There are several lines of evidence that drought is the main driver of the spruce beetle outbreak. The new study showed when northwest Colorado was in a warm, wet climate period from 1976 to 1998, for example, both spruce beetle reproduction and tree defenses like "pitching" beetles out of tree interiors with resin were likely high. But during that period of warming, outbreak was minimal.

The strongest climate correlation to spruce beetle outbreaks was above average annual values for the Atlantic Multi-decadal Oscillation, or AMO, a long-term phenomenon that changes sea-surface temperatures in the North Atlantic. Believed to shift from cool to warm phases roughly every 60 years, positive AMO conditions are linked to warmer and drier conditions over much of North America, including the West.

Veblen said the AMO shifted from its cool to warm phase in the 1990s, meaning the climate phenomenon could be contributing to drought conditions in the West into the middle of this century. A 2006 tree-ring study involving Veblen, his former student, Thomas Kitzberger and researchers from several other institutions concluded that the warm phase of AMO also was correlated to increased wildfires in the West.

In addition to AMO, the researchers looked at two other ocean-atmosphere oscillations -- the El Nino Southern Oscillation and the Pacific Decadal Oscillation -- as well as past temperatures, precipitation and aridity to better understand the spruce beetle outbreaks. The team found that another effective predictor of drought conditions was summer "vapor pressure deficit," a measurement of atmospheric dryness, said Veblen.

In the new study, the researchers were particularly interested in "radial growth" rates of tree rings from sub-canopy trees of various species in the study areas that thrived following outbreaks. One hallmark of spruce beetle outbreaks is that slow radial growth rates in such areas are followed by extremely rapid radial growth rates, an indication smaller trees flourish in the absence of the larger spruce trees because of decreased competition for water and increased opportunities for photosynthesis, said Hart.
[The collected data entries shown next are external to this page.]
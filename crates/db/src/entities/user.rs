//! User entity.
//!
//! Account management is handled outside this core; the table exists as the
//! ownership anchor for lists, items, likes, saves and reviews.

use sea_orm::entity::prelude::*;
use serde::{Deserialize, Serialize};

#[derive(Clone, Debug, PartialEq, Eq, DeriveEntityModel, Serialize, Deserialize)]
#[sea_orm(table_name = "user")]
pub struct Model {
    #[sea_orm(primary_key)]
    pub id: i64,

    #[sea_orm(unique)]
    pub username: String,

    pub created_at: DateTimeWithTimeZone,
}

#[derive(Copy, Clone, Debug, EnumIter, DeriveRelation)]
pub enum Relation {
    #[sea_orm(has_many = "super::list::Entity")]
    List,
}

impl Related<super::list::Entity> for Entity {
    fn to() -> RelationDef {
        Relation::List.def()
    }
}

impl ActiveModelBehavior for ActiveModel {}
//! Slug allocation service.

use reelist_common::{slugify, AppError, AppResult, SlugScope, MAX_TITLE_LEN};
use reelist_db::repositories::ListRepository;

/// Service allocating unique slugs from free-text titles.
///
/// Allocation is pure: the caller persists the returned slug. Uniqueness is
/// probed against both live slugs and retired ones, so a slug freed by a
/// rename is never reissued to the same owner.
#[derive(Clone)]
pub struct SlugService {
    list_repo: ListRepository,
    max_attempts: u32,
}

impl SlugService {
    /// Create a new slug service.
    #[must_use]
    pub const fn new(list_repo: ListRepository, max_attempts: u32) -> Self {
        Self {
            list_repo,
            max_attempts,
        }
    }

    /// Allocate a unique slug for `title` within the owner's scope.
    ///
    /// The normalized base is tried first, then `base-1`, `base-2`, … up to
    /// the configured attempt cap. A title that normalizes to nothing is a
    /// validation error; an exhausted suffix space is a conflict.
    pub async fn allocate(
        &self,
        owner_id: i64,
        title: &str,
        scope: SlugScope,
    ) -> AppResult<String> {
        if title.trim().is_empty() {
            return Err(AppError::Validation("Title must not be empty".to_string()));
        }
        if title.chars().count() > MAX_TITLE_LEN {
            return Err(AppError::Validation(format!(
                "Title must be at most {MAX_TITLE_LEN} characters"
            )));
        }

        let base = slugify(title);
        if base.is_empty() {
            return Err(AppError::Validation(
                "Title must contain at least one ASCII letter or digit".to_string(),
            ));
        }

        if !self.in_use(owner_id, &base, scope).await? {
            return Ok(base);
        }

        for n in 1..=self.max_attempts {
            let candidate = format!("{base}-{n}");
            if !self.in_use(owner_id, &candidate, scope).await? {
                return Ok(candidate);
            }
        }

        Err(AppError::Conflict(format!(
            "No free slug for '{base}' within {} attempts",
            self.max_attempts
        )))
    }

    async fn in_use(&self, owner_id: i64, slug: &str, scope: SlugScope) -> AppResult<bool> {
        match scope {
            SlugScope::List => self.list_repo.slug_in_use(owner_id, slug).await,
        }
    }
}

#[cfg(test)]
#[allow(clippy::unwrap_used)]
mod tests {
    use super::*;
    use maplit::btreemap;
    use sea_orm::{DatabaseBackend, MockDatabase, Value};
    use std::collections::BTreeMap;
    use std::sync::Arc;

    fn count_row(n: i64) -> BTreeMap<&'static str, Value> {
        btreemap! { "num_items" => Value::BigInt(Some(n)) }
    }

    fn service(db: MockDatabase, max_attempts: u32) -> SlugService {
        let conn = Arc::new(db.into_connection());
        SlugService::new(ListRepository::new(conn), max_attempts)
    }

    #[tokio::test]
    async fn test_allocate_free_base() {
        // Live probe 0, history probe 0.
        let db = MockDatabase::new(DatabaseBackend::Postgres)
            .append_query_results([vec![count_row(0)], vec![count_row(0)]]);

        let slug = service(db, 200)
            .allocate(1, "The Matrix", SlugScope::List)
            .await
            .unwrap();

        assert_eq!(slug, "the-matrix");
    }

    #[tokio::test]
    async fn test_allocate_walks_collision_sequence() {
        // "the-matrix" live-taken, "the-matrix-1" retired-taken,
        // "the-matrix-2" free.
        let db = MockDatabase::new(DatabaseBackend::Postgres).append_query_results([
            vec![count_row(1)],
            vec![count_row(0)],
            vec![count_row(1)],
            vec![count_row(0)],
            vec![count_row(0)],
        ]);

        let slug = service(db, 200)
            .allocate(1, "The Matrix", SlugScope::List)
            .await
            .unwrap();

        assert_eq!(slug, "the-matrix-2");
    }

    #[tokio::test]
    async fn test_allocate_exhaustion_is_conflict() {
        // Base plus both suffix probes all live-taken with a cap of 2.
        let db = MockDatabase::new(DatabaseBackend::Postgres).append_query_results([
            vec![count_row(1)],
            vec![count_row(1)],
            vec![count_row(1)],
        ]);

        let err = service(db, 2)
            .allocate(1, "Watchlist", SlugScope::List)
            .await
            .unwrap_err();

        assert_eq!(err.error_code(), "CONFLICT");
    }

    #[tokio::test]
    async fn test_empty_title_rejected() {
        let db = MockDatabase::new(DatabaseBackend::Postgres);

        let err = service(db, 200)
            .allocate(1, "   ", SlugScope::List)
            .await
            .unwrap_err();

        assert_eq!(err.error_code(), "VALIDATION_ERROR");
    }

    #[tokio::test]
    async fn test_unsluggable_title_rejected() {
        let db = MockDatabase::new(DatabaseBackend::Postgres);

        let err = service(db, 200)
            .allocate(1, "千と千尋", SlugScope::List)
            .await
            .unwrap_err();

        assert_eq!(err.error_code(), "VALIDATION_ERROR");
    }

    #[tokio::test]
    async fn test_oversized_title_rejected() {
        let db = MockDatabase::new(DatabaseBackend::Postgres);
        let title = "a".repeat(MAX_TITLE_LEN + 1);

        let err = service(db, 200)
            .allocate(1, &title, SlugScope::List)
            .await
            .unwrap_err();

        assert_eq!(err.error_code(), "VALIDATION_ERROR");
    }
}
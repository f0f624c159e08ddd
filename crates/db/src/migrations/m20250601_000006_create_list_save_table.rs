//! Create list save table migration.

use sea_orm_migration::prelude::*;

use super::m20250601_000001_create_user_table::User;
use super::m20250601_000002_create_list_table::List;

#[derive(DeriveMigrationName)]
pub struct Migration;

#[async_trait::async_trait]
impl MigrationTrait for Migration {
    async fn up(&self, manager: &SchemaManager) -> Result<(), DbErr> {
        manager
            .create_table(
                Table::create()
                    .table(ListSave::Table)
                    .if_not_exists()
                    .col(
                        ColumnDef::new(ListSave::Id)
                            .big_integer()
                            .not_null()
                            .auto_increment()
                            .primary_key(),
                    )
                    .col(ColumnDef::new(ListSave::UserId).big_integer().not_null())
                    .col(ColumnDef::new(ListSave::ListId).big_integer().not_null())
                    .col(
                        ColumnDef::new(ListSave::CreatedAt)
                            .timestamp_with_time_zone()
                            .not_null()
                            .default(Expr::current_timestamp()),
                    )
                    .foreign_key(
                        ForeignKey::create()
                            .name("fk_list_save_user")
                            .from(ListSave::Table, ListSave::UserId)
                            .to(User::Table, User::Id)
                            .on_delete(ForeignKeyAction::Cascade),
                    )
                    .foreign_key(
                        ForeignKey::create()
                            .name("fk_list_save_list")
                            .from(ListSave::Table, ListSave::ListId)
                            .to(List::Table, List::Id)
                            .on_delete(ForeignKeyAction::Cascade),
                    )
                    .to_owned(),
            )
            .await?;

        // Unique index: (user_id, list_id) - the arbiter for racing toggles
        manager
            .create_index(
                Index::create()
                    .name("idx_list_save_user_list")
                    .table(ListSave::Table)
                    .col(ListSave::UserId)
                    .col(ListSave::ListId)
                    .unique()
                    .to_owned(),
            )
            .await?;

        // Index: list_id (for counting and cascade)
        manager
            .create_index(
                Index::create()
                    .name("idx_list_save_list_id")
                    .table(ListSave::Table)
                    .col(ListSave::ListId)
                    .to_owned(),
            )
            .await
    }

    async fn down(&self, manager: &SchemaManager) -> Result<(), DbErr> {
        manager
            .drop_table(Table::drop().table(ListSave::Table).to_owned())
            .await
    }
}

#[derive(DeriveIden)]
pub enum ListSave {
    Table,
    Id,
    UserId,
    ListId,
    CreatedAt,
}
//! List item entity.

use sea_orm::entity::prelude::*;
use serde::{Deserialize, Serialize};

/// Media kinds an item can reference.
#[derive(Debug, Clone, Copy, PartialEq, Eq, EnumIter, DeriveActiveEnum, Serialize, Deserialize)]
#[sea_orm(rs_type = "String", db_type = "String(StringLen::N(8))")]
pub enum MediaType {
    #[sea_orm(string_value = "movie")]
    Movie,
    #[sea_orm(string_value = "tv")]
    Tv,
}

/// Membership of one media item on one list.
///
/// Exactly one of `movie_id` / `series_id` is set, according to `media_type`.
/// Unique per `(list_id, movie_id)` and `(list_id, series_id)`; the
/// constraint, not application code, arbitrates duplicate adds.
#[derive(Clone, Debug, PartialEq, Eq, DeriveEntityModel, Serialize, Deserialize)]
#[sea_orm(table_name = "list_item")]
pub struct Model {
    #[sea_orm(primary_key)]
    pub id: i64,

    #[sea_orm(indexed)]
    pub list_id: i64,

    /// Owner of the list at creation time.
    #[sea_orm(indexed)]
    pub user_id: i64,

    pub media_type: MediaType,

    /// External movie identifier, set when `media_type` is `movie`.
    #[sea_orm(nullable)]
    pub movie_id: Option<i32>,

    /// External series identifier, set when `media_type` is `tv`.
    #[sea_orm(nullable)]
    pub series_id: Option<i32>,

    pub created_at: DateTimeWithTimeZone,
}

#[derive(Copy, Clone, Debug, EnumIter, DeriveRelation)]
pub enum Relation {
    #[sea_orm(
        belongs_to = "super::list::Entity",
        from = "Column::ListId",
        to = "super::list::Column::Id",
        on_delete = "Cascade"
    )]
    List,
    #[sea_orm(
        belongs_to = "super::user::Entity",
        from = "Column::UserId",
        to = "super::user::Column::Id",
        on_delete = "Cascade"
    )]
    User,
}

impl Related<super::list::Entity> for Entity {
    fn to() -> RelationDef {
        Relation::List.def()
    }
}

impl Related<super::user::Entity> for Entity {
    fn to() -> RelationDef {
        Relation::User.def()
    }
}

impl ActiveModelBehavior for ActiveModel {}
The area of high-elevation forests affected by spruce beetles is growing in the West, Hart said. "In 2012, U.S. Forest Service surveys indicated that more area was under attack by spruce beetles than mountain pine beetles in the Southern Rocky Mountains, which includes southern Wyoming, Colorado and northern New Mexico," she said. "The drought conditions that promote spruce beetle outbreak are expected to continue."

One big concern about spruce beetle outbreaks is their effects on headwater streams that are important for water resources, said Veblen. "In the short term, trees killed by spruce beetles will lead to less water use by trees and more water discharge into streams. But in the long term, the absence of the trees killed by beetles may lead to less persistence of snow and earlier runoff."

Veblen said it might seem counterintuitive to some that spruce-fir subalpine forests in Colorado are larger by area than lodgepole/ponderosa pine forests. "It is probably because spruce and subalpine forests are found in more remote areas not as visible to most people," he said. "But potentially, the current spruce beetle outbreak could affect a larger area than the mountain pine beetle outbreak."

The study had its beginnings in 1986, when Veblen and his students began compiling spruce and subalpine fir tree rings from various study sites in the Colorado mountains. Tree rings from individual trees -- which carry information about weather, climate and even events like volcanic eruptions -- can be matched up and read with rings from other trees, much like the pages of a book, from year to year and even from season to season.